Fed : peut-elle décevoir les marchés ?

Asset Management - Face à la crise du coronavirus, la Réserve fédérale américaine (Fed) a procédé à des injections massives de liquidités. Cette politique accommodante rassure les marchés financiers... Au point de leur faire oublier les risques ? Les explications d'Alexandre Baradez, Responsable Analyses Marchés chez IG France.

L’action de la Réserve Fédérale (Fed) a été tellement puissante depuis le début de la crise que les marchés ont été habitués à recevoir des messages toujours plus accommodants, de la part de Jerome Powell mais également des membres du FOMC. Eliminant presque le sentiment de risque à en juger par les niveaux de volatilité actuels.

Face à la crise du Covid-19

Il faut également rappeler que les grandes manœuvres de la Fed n’ont pas commencé seulement au début de la crise sanitaire mais dès l’automne 2019. Lorsque les taux interbancaires à très court terme se sont tendus, mi-septembre, et ont dépassé 9 %, alors qu’ils évoluaient proche de 2 % les jours précédents. Pour calmer les tensions, la Fed avait commencé à injecter massivement de la liquidité et son bilan était passé de 3 750 milliards de dollars à 4 175 milliards entre septembre et janvier, soit un accroissement de 400 milliards de dollars.

Et les marchés actions avaient déjà apprécié ces opérations, en parallèle d’une détente sur le front des négociations commerciales entre les Etats-Unis et la Chine, avec de nouveaux records historiques à la clé pour les indices américains. Puis le Covid-19 est apparu, provoquant l’entrée en récession de l’économie mondiale et l’intervention musclée des principales banques centrales de la planète. Mais la Réserve Fédérale est allée très loin, très rapidement.

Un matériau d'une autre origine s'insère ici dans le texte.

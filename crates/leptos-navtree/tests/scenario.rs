use leptos_navtree::{Badge, ClickOutcome, MenuItem, NavRow, NavTree, NavTreeError, RenderOptions};

fn visible_ids(tree: &NavTree, state: &leptos_navtree::NavState, options: &RenderOptions) -> Vec<String> {
    tree.rows(state, options)
        .into_iter()
        .filter_map(|row| match row {
            NavRow::Item(row) => Some(row.item.id),
            NavRow::Divider { .. } => None,
        })
        .collect()
}

#[test]
fn click_sequence_on_two_level_tree() {
    let tree = NavTree::new(vec![
        MenuItem::new("a", "A").with_children(vec![MenuItem::new("a1", "A1")]),
        MenuItem::new("b", "B"),
    ])
    .unwrap();
    let mut state = tree.initial_state(None);
    let mut clicked: Vec<String> = Vec::new();

    let mut click = |state: &mut leptos_navtree::NavState, item: &MenuItem| {
        let outcome = state.click(item, false);
        if outcome.notifies() {
            clicked.push(item.id.clone());
        }
        outcome
    };

    let a = tree.items()[0].clone();
    assert_eq!(click(&mut state, &a), ClickOutcome::Toggled { expanded: true });
    assert!(state.is_expanded("a"));
    assert_eq!(state.expanded().len(), 1);
    assert_eq!(state.active_id(), Some("a"));

    let a1 = a.children[0].clone();
    assert_eq!(click(&mut state, &a1), ClickOutcome::Activated);
    assert_eq!(state.active_id(), Some("a1"));
    assert!(state.is_expanded("a"));
    assert_eq!(state.expanded().len(), 1);

    assert_eq!(click(&mut state, &a), ClickOutcome::Toggled { expanded: false });
    assert!(state.expanded().is_empty());
    assert_eq!(state.active_id(), Some("a"));

    assert_eq!(clicked, vec!["a", "a1", "a"]);
}

#[test]
fn collapsed_mode_hides_expanded_children() {
    let tree = NavTree::new(vec![
        MenuItem::new("a", "A").with_children(vec![MenuItem::new("a1", "A1")]),
        MenuItem::new("b", "B"),
    ])
    .unwrap();
    let mut state = tree.initial_state(None);
    state.click(&tree.items()[0], false);

    let open = RenderOptions { collapsed: false, show_dividers: false };
    let mini = RenderOptions { collapsed: true, show_dividers: false };

    assert_eq!(visible_ids(&tree, &state, &open), vec!["a", "a1", "b"]);
    assert_eq!(visible_ids(&tree, &state, &mini), vec!["a", "b"]);
    assert!(state.is_expanded("a"));
}

#[test]
fn duplicate_ids_fail_construction() {
    let result = NavTree::new(vec![MenuItem::new("x", "One"), MenuItem::new("x", "Two")]);
    match result {
        Err(NavTreeError::DuplicateId { id }) => assert_eq!(id, "x"),
        other => panic!("expected duplicate id error, got {:?}", other),
    }
}

#[test]
fn menu_loads_from_json() {
    let json = r#"[
        { "id": "dashboard", "label": "Dashboard", "icon": "▦", "active": true },
        { "id": "users", "label": "Users", "badge": 3, "children": [
            { "id": "customers", "label": "Customers", "badge": "New" }
        ]},
        { "id": "docs", "label": "Docs", "href": "/docs" },
        { "id": "analytics", "label": "Analytics", "disabled": true }
    ]"#;
    let items: Vec<MenuItem> = serde_json::from_str(json).unwrap();
    assert_eq!(items[1].badge, Some(Badge::Count(3)));
    assert_eq!(items[1].children[0].badge, Some(Badge::Text("New".into())));
    assert!(items[2].is_link_leaf());
    assert!(items[3].disabled);

    let tree = NavTree::new(items).unwrap();
    let mut state = tree.initial_state(None);
    assert_eq!(state.active_id(), Some("dashboard"));

    assert_eq!(state.click(&tree.items()[2], false), ClickOutcome::Navigated);
    assert_eq!(state.click(&tree.items()[3], false), ClickOutcome::Suppressed);
    assert_eq!(state.active_id(), Some("dashboard"));
}
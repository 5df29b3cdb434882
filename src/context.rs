//! Application Context
//!
//! Shared handles provided via Leptos Context API.

use gloo_timers::future::TimeoutFuture;
use leptos::prelude::*;
use leptos::task::spawn_local;

use crate::models::ToastKind;
use crate::store::{store_push_toast, store_remove_toast, ShowcaseStore};

/// App-wide notification handle
#[derive(Clone, Copy)]
pub struct AppContext {
    store: ShowcaseStore,
    /// Auto-close for every toast; `None` keeps them until closed
    pub auto_close_ms: Option<u32>,
}

impl AppContext {
    pub fn new(store: ShowcaseStore, auto_close_ms: Option<u32>) -> Self {
        Self { store, auto_close_ms }
    }

    /// Show a toast. The queue drops it on its own timer as well, in case the
    /// toast never reports closing.
    pub fn notify(&self, kind: ToastKind, message: impl Into<String>) {
        let id = store_push_toast(&self.store, kind, message.into());
        if let Some(ms) = self.auto_close_ms {
            let store = self.store;
            spawn_local(async move {
                TimeoutFuture::new(ms).await;
                store_remove_toast(&store, id);
            });
        }
    }

    pub fn dismiss(&self, id: u64) {
        store_remove_toast(&self.store, id);
    }
}

pub fn use_app_context() -> AppContext {
    use_context::<AppContext>().expect("AppContext should be provided")
}
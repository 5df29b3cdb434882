//! UI Components
//!
//! Reusable Leptos components.

mod button;
mod input;
mod toast;

pub use button::{Button, ButtonSize, ButtonVariant};
pub use input::{Input, InputType};
pub use toast::{Toast, ToastContainer};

Son bilan a grossi de 3 000 milliards de dollars en trois mois seulement, soit une progression de plus de 70 %, loin devant la Banque Centrale Européenne (BCE) dont le bilan n’a progressé « que » de 22 % depuis le début de la crise. Bons du Trésor, titres de crédits hypothécaires et même obligations d’entreprises « high yield » depuis quelques semaines, étape que la BCE n’a pas encore franchie.

Risques de déception

La Fed a décidé début avril d’ajouter à sa liste d’achat d’actifs des ETF d’obligations d’entreprises en catégorie « spéculative », pour éviter que les entreprises américaines dont la note a été dégradée à cause du Covid-19 ne subissent un impact trop important par le passage de la catégorie « investissement » à la catégorie « spéculative ».

Même si les volumes d’achats d’ETF ne dépassent pas quelques milliards de dollars à ce stade (relativement peu par rapport à la taille du marché), l’effet psychologique a été très important. Qui voudrait prendre le risque de se « battre » contre la Fed ?

Mais nous pouvons toutefois considérer que toutes ces mesures sont déjà bien intégrées dans les cours actuels : que ce soit le cours des obligations, des actions et même des matières premières. Il est possible que la Fed n’annonce rien de réellement nouveau ce mercredi 10 juin au soir avec un risque de « déception » potentielle pour les marchés.

Une pause et ça repart ?

Une pause, c’est par exemple déjà le cas en ce qui concerne les plans de relance économiques aux Etats-Unis : l’administration Trump a indiqué qu’il fallait déjà mesurer l’impact sur l’économie de toutes les mesures prises avant d’aller plus loin, même s’il est très probable qu’un nouveau volet de stimulation budgétaire voie le jour, à quelques mois de l’élection présidentielle. La Fed elle, pourrait ne pas se précipiter pour annoncer de nouvelles mesures étant donné la trajectoire verticale des indices ces dernières semaines.

Pourquoi mettre en place de nouveaux instruments de politique monétaire alors que le S&P 500 évolue à moins de 6 % de son sommet historique et que le Nasdaq vient de marquer un nouveau record ? Jerome Powell mettra sûrement à nouveau la pression sur le Congrès pour le vote de nouvelles mesures de soutien, mais sans forcément annoncer grand-chose de nouveau du côté de la Fed, qui devrait également mettre à jours ses prévisions économiques, ce qu’elle n’avait pas pu faire en mars.